Few public comments were read directly by committee members, but one statement from a student who was “ashamed” of their education was highlighted. “I have been fed a whitewashed version of history, and I am ashamed,” the teenager said.

Other public comments shared in the meeting were supportive of prioritizing diversity and  “anti-racism” when writing the standards.

Gerbner claimed that some black and indigenous members of the committee have been “harassed and subjected to racist attacks on social media” because of the public opposition.

She added that these members “bring experiences, perspectives, and wisdom that this committee and this state desperately, desperately need. And they are needed not only on this committee, but at the center of this committee.”

Gerbner noted that her comments were for the public to contemplate and take into consideration before recording members of the committee or publishing their names and workplaces, which is “directly leading to harassment.”
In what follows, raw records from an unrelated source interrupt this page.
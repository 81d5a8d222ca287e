//! Match history persistence and read models

pub mod queries;
pub mod store;

pub use queries::{AggregateStats, EloPoint, HistoryQueries, MapWinRate, UserMatchSummary};
pub use store::{
    InMemoryHistoryStore, MatchHistory, MatchHistoryStore, PlayerStat, PlayerStatStore,
};
impl Match {
    /// New match waiting for confirmations until `deadline`
    pub fn new(
        mode: GameMode,
        team_a: Vec<UserId>,
        team_b: Vec<UserId>,
        map_pool: Vec<String>,
        location_pool: Vec<String>,
        created_at: DateTime<Utc>,
        deadline: DateTime<Utc>,
    ) -> Self {
        Self {
            id: generate_match_id(),
            mode,
            team_a,
            team_b,
            map_pool,
            location_pool,
            created_at,
            phase: MatchPhase::Confirming {
                deadline,
                confirmed: BTreeSet::new(),
            },
        }
    }

    pub fn state(&self) -> MatchStateKind {
        self.phase.kind()
    }

    pub fn is_terminal(&self) -> bool {
        self.state().is_terminal()
    }

    pub fn participants(&self) -> impl Iterator<Item = &UserId> {
        self.team_a.iter().chain(self.team_b.iter())
    }

    pub fn participant_ids(&self) -> Vec<UserId> {
        self.participants().cloned().collect()
    }

    pub fn side_of(&self, user_id: &str) -> Option<TeamSide> {
        if self.team_a.iter().any(|u| u == user_id) {
            Some(TeamSide::A)
        } else if self.team_b.iter().any(|u| u == user_id) {
            Some(TeamSide::B)
        } else {
            None
        }
    }

    pub fn team(&self, side: TeamSide) -> &[UserId] {
        match side {
            TeamSide::A => &self.team_a,
            TeamSide::B => &self.team_b,
        }
    }

    pub fn require_participant(&self, user_id: &str) -> Result<TeamSide> {
        self.side_of(user_id)
            .ok_or_else(|| MatchmakingError::NotParticipant {
                match_id: self.id,
                user_id: user_id.to_string(),
            })
    }

    pub fn wrong_state(&self, expected: &str) -> MatchmakingError {
        MatchmakingError::WrongMatchState {
            match_id: self.id,
            expected: expected.to_string(),
            actual: self.state().to_string(),
        }
    }

    pub fn setup(&self) -> Option<&MatchSetup> {
        match &self.phase {
            MatchPhase::Configuring { setup, .. }
            | MatchPhase::Warmup { setup, .. }
            | MatchPhase::Live { setup, .. }
            | MatchPhase::Finished { setup, .. } => Some(setup),
            _ => None,
        }
    }

    pub fn server(&self) -> Option<&ServerAssignment> {
        match &self.phase {
            MatchPhase::Warmup { server, .. } | MatchPhase::Live { server, .. } => Some(server),
            MatchPhase::Finished { server, .. } | MatchPhase::Cancelled { server, .. } => {
                server.as_ref()
            }
            _ => None,
        }
    }

    pub fn feed(&self) -> Option<&LiveFeed> {
        match &self.phase {
            MatchPhase::Warmup { feed, .. } | MatchPhase::Live { feed, .. } => Some(feed),
            _ => None,
        }
    }

    pub fn result(&self) -> Option<&MatchResult> {
        match &self.phase {
            MatchPhase::Finished { result, .. } => Some(result),
            _ => None,
        }
    }

    /// Record a participant's acceptance
    pub fn confirm(&mut self, user_id: &str, now: DateTime<Utc>) -> Result<ConfirmOutcome> {
        self.require_participant(user_id)?;
        let expected = self.team_a.len() + self.team_b.len();

        let (map_pool, location_pool) = (self.map_pool.clone(), self.location_pool.clone());
        match &mut self.phase {
            MatchPhase::Confirming {
                deadline,
                confirmed,
            } => {
                if confirmed.contains(user_id) {
                    return Ok(ConfirmOutcome::AlreadyConfirmed);
                }
                if now > *deadline {
                    return Err(MatchmakingError::ConfirmationExpired { match_id: self.id });
                }
                confirmed.insert(user_id.to_string());
                if confirmed.len() < expected {
                    return Ok(ConfirmOutcome::Recorded {
                        remaining: expected - confirmed.len(),
                    });
                }
                self.phase = MatchPhase::Veto(VetoState::new(map_pool, location_pool));
                Ok(ConfirmOutcome::Transitioned)
            }
            MatchPhase::Cancelled { .. } => Err(self.wrong_state("CONFIRMING")),
            // everyone confirmed already
            _ => Ok(ConfirmOutcome::AlreadyConfirmed),
        }
    }

    /// A participant refuses the match; it is cancelled at once
    pub fn decline(&mut self, user_id: &str, now: DateTime<Utc>) -> Result<()> {
        self.require_participant(user_id)?;
        if self.state() != MatchStateKind::Confirming {
            return Err(self.wrong_state("CONFIRMING"));
        }
        self.phase = MatchPhase::Cancelled {
            reason: CancelReason::Declined {
                by: user_id.to_string(),
            },
            at: now,
            server: None,
        };
        Ok(())
    }

    /// Cancel a confirming match whose deadline has passed. Returns whether
    /// the match was cancelled.
    pub fn expire(&mut self, now: DateTime<Utc>) -> bool {
        match &self.phase {
            MatchPhase::Confirming { deadline, .. } if now > *deadline => {
                self.phase = MatchPhase::Cancelled {
                    reason: CancelReason::ConfirmationTimeout,
                    at: now,
                    server: None,
                };
                true
            }
            _ => false,
        }
    }

    /// Apply one veto ban from `user_id`
    pub fn ban(&mut self, user_id: &str, kind: VetoKind, item: &str) -> Result<BanOutcome> {
        let veto = match &mut self.phase {
            MatchPhase::Veto(veto) => veto,
            _ => return Err(self.wrong_state("VETO")),
        };
        let side = match self.team_a.iter().any(|u| u == user_id) {
            true => TeamSide::A,
            false if self.team_b.iter().any(|u| u == user_id) => TeamSide::B,
            false => {
                return Err(MatchmakingError::NotParticipant {
                    match_id: self.id,
                    user_id: user_id.to_string(),
                })
            }
        };

        let selected = veto.pool_mut(kind).ban(item, side)?;
        let completed = veto
            .resolved()
            .map(|(map, location)| MatchSetup { map, location });
        if let Some(setup) = &completed {
            self.phase = MatchPhase::Configuring {
                setup: setup.clone(),
                provisioning: ProvisioningStatus::NotStarted,
            };
        }

        Ok(BanOutcome {
            by: side,
            selected,
            completed,
        })
    }

    /// Move a warming-up match to live
    pub fn go_live(&mut self, now: DateTime<Utc>) -> Result<()> {
        let next = match &self.phase {
            MatchPhase::Warmup {
                setup,
                server,
                feed,
                ..
            } => MatchPhase::Live {
                setup: setup.clone(),
                server: server.clone(),
                started_at: now,
                feed: feed.clone(),
            },
            _ => return Err(self.wrong_state("WARMUP")),
        };
        self.phase = next;
        Ok(())
    }

    /// Replace the ingestion feed. Never changes the phase.
    pub fn record_feed(&mut self, update: LiveFeed) -> Result<()> {
        match &mut self.phase {
            MatchPhase::Warmup { feed, .. } | MatchPhase::Live { feed, .. } => {
                *feed = update;
                Ok(())
            }
            _ => Err(self.wrong_state("WARMUP or LIVE")),
        }
    }

    /// Cancel from any non-terminal phase. The server, if any, is kept on the
    /// cancelled phase so it can be torn down.
    pub fn cancel(&mut self, reason: CancelReason, now: DateTime<Utc>) -> Result<()> {
        if self.is_terminal() {
            return Err(self.wrong_state("an active state"));
        }
        let server = self.server().cloned();
        self.phase = MatchPhase::Cancelled {
            reason,
            at: now,
            server,
        };
        Ok(())
    }

    /// Record the final result
    pub fn finish(&mut self, result: MatchResult) -> Result<()> {
        let setup = match self.setup() {
            Some(setup) if !self.is_terminal() => setup.clone(),
            _ => return Err(self.wrong_state("CONFIGURING, WARMUP or LIVE")),
        };
        let server = self.server().cloned();
        self.phase = MatchPhase::Finished {
            setup,
            server,
            result,
        };
        Ok(())
    }

    /// Seconds between going live and `now`, falling back to match creation
    pub fn elapsed_secs(&self, now: DateTime<Utc>) -> i64 {
        let since = match &self.phase {
            MatchPhase::Live { started_at, .. } => *started_at,
            _ => self.created_at,
        };
        (now - since).num_seconds().max(0)
    }
}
The afternoon session of the meeting consisted almost exclusively of an “ethnic studies” training for committee members and involved several professors from Macalester College, the University of Minnesota, and Metropolitan State University.

Livestreams of both the morning and afternoon sessions of the meeting were abruptly stopped soon after the hour-and-a-half mark. The meetings are no longer available to view on the Minnesota Department of Education’s YouTube channel, where they were originally streamed.